Records supplied
*** Begin section ***

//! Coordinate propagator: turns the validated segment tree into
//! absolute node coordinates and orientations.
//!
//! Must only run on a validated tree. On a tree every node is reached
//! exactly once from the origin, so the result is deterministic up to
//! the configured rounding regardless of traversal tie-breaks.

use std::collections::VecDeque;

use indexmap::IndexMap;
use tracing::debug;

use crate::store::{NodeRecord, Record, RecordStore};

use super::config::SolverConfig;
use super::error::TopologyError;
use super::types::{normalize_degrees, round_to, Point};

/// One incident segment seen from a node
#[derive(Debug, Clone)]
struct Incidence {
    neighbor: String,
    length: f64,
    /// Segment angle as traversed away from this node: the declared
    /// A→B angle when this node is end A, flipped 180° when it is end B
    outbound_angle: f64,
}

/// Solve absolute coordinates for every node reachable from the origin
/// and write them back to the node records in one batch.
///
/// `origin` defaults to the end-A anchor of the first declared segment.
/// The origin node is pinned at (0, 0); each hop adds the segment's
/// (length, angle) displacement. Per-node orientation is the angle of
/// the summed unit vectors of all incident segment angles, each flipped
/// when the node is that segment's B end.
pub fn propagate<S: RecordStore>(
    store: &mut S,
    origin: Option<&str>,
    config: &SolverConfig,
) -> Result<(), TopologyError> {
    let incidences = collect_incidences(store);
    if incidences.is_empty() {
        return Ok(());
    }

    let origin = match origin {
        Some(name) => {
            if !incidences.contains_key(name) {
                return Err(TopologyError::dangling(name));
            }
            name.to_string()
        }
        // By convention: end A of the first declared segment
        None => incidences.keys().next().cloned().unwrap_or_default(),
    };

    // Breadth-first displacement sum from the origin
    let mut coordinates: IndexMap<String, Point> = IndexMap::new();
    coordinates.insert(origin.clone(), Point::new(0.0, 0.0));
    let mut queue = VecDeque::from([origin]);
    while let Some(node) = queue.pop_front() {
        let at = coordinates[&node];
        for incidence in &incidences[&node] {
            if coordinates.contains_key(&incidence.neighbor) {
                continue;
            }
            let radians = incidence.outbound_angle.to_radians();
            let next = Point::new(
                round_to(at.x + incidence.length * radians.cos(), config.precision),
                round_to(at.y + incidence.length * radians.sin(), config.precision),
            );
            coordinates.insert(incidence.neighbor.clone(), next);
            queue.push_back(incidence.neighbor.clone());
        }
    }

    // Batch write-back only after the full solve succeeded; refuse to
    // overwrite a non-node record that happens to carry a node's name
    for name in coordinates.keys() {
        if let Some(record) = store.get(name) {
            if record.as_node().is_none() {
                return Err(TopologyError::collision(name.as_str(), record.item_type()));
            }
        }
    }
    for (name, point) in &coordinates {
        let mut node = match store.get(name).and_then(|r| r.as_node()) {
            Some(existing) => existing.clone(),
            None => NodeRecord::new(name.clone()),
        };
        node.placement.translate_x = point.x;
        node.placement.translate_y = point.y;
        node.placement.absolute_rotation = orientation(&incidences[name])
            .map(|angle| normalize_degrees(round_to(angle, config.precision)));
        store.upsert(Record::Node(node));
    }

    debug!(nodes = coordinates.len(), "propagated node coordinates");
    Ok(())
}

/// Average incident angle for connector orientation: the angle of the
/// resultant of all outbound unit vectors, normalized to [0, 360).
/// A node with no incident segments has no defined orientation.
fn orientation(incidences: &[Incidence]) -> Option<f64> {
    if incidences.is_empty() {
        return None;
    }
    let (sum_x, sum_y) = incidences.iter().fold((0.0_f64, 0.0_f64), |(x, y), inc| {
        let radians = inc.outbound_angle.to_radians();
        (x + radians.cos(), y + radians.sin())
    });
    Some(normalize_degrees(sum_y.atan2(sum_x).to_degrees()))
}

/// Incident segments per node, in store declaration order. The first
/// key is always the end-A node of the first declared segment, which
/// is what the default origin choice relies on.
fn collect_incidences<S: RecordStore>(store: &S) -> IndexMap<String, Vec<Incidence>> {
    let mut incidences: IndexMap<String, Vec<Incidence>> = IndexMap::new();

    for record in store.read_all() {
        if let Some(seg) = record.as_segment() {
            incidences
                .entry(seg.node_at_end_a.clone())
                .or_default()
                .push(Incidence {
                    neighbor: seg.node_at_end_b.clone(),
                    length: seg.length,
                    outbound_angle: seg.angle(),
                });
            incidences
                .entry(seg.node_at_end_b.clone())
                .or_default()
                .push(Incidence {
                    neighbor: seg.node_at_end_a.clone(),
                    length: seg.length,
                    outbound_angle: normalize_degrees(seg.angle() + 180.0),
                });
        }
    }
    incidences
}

*** End section ***
*** Begin section ***

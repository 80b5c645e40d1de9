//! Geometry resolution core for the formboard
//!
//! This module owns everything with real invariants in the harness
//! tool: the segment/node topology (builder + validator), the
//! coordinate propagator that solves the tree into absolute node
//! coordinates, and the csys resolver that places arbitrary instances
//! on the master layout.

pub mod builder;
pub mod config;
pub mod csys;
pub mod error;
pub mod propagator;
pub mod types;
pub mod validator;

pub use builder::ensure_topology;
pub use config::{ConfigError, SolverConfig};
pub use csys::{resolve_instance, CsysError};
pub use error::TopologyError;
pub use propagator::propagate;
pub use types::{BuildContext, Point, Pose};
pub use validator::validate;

*** End section ***
*** Begin section ***

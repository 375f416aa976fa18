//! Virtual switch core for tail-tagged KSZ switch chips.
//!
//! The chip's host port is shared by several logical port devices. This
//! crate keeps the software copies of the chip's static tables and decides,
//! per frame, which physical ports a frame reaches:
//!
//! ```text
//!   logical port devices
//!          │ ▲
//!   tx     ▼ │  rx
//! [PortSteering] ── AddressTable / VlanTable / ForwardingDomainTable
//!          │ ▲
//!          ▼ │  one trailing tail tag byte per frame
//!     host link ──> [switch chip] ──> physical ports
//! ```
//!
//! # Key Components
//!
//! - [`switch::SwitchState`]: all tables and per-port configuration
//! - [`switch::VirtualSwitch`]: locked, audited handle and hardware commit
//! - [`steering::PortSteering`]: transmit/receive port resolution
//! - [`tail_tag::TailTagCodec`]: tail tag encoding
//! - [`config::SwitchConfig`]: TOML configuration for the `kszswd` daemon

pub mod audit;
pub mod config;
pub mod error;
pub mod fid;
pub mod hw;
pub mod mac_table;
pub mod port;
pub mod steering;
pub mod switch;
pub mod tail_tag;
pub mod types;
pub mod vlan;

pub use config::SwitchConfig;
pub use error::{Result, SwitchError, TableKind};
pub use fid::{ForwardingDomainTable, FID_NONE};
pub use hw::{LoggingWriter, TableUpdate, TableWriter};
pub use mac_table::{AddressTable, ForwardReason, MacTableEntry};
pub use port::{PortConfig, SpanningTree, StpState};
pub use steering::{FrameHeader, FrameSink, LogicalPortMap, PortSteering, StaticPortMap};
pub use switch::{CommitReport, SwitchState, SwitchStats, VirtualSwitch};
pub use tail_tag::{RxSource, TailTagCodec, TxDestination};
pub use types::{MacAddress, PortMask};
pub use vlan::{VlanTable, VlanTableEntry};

*** End section ***

Problem to work on
Return, word for word, the lines of the data above from the line with "of traversal tie-breaks." through the line with "angles, each flipped", inclusive.

Written solution
//! the configured rounding regardless of traversal tie-breaks.

use std::collections::VecDeque;

use indexmap::IndexMap;
use tracing::debug;

use crate::store::{NodeRecord, Record, RecordStore};

use super::config::SolverConfig;
use super::error::TopologyError;
use super::types::{normalize_degrees, round_to, Point};

/// One incident segment seen from a node
#[derive(Debug, Clone)]
struct Incidence {
    neighbor: String,
    length: f64,
    /// Segment angle as traversed away from this node: the declared
    /// A→B angle when this node is end A, flipped 180° when it is end B
    outbound_angle: f64,
}

/// Solve absolute coordinates for every node reachable from the origin
/// and write them back to the node records in one batch.
///
/// `origin` defaults to the end-A anchor of the first declared segment.
/// The origin node is pinned at (0, 0); each hop adds the segment's
/// (length, angle) displacement. Per-node orientation is the angle of
/// the summed unit vectors of all incident segment angles, each flipped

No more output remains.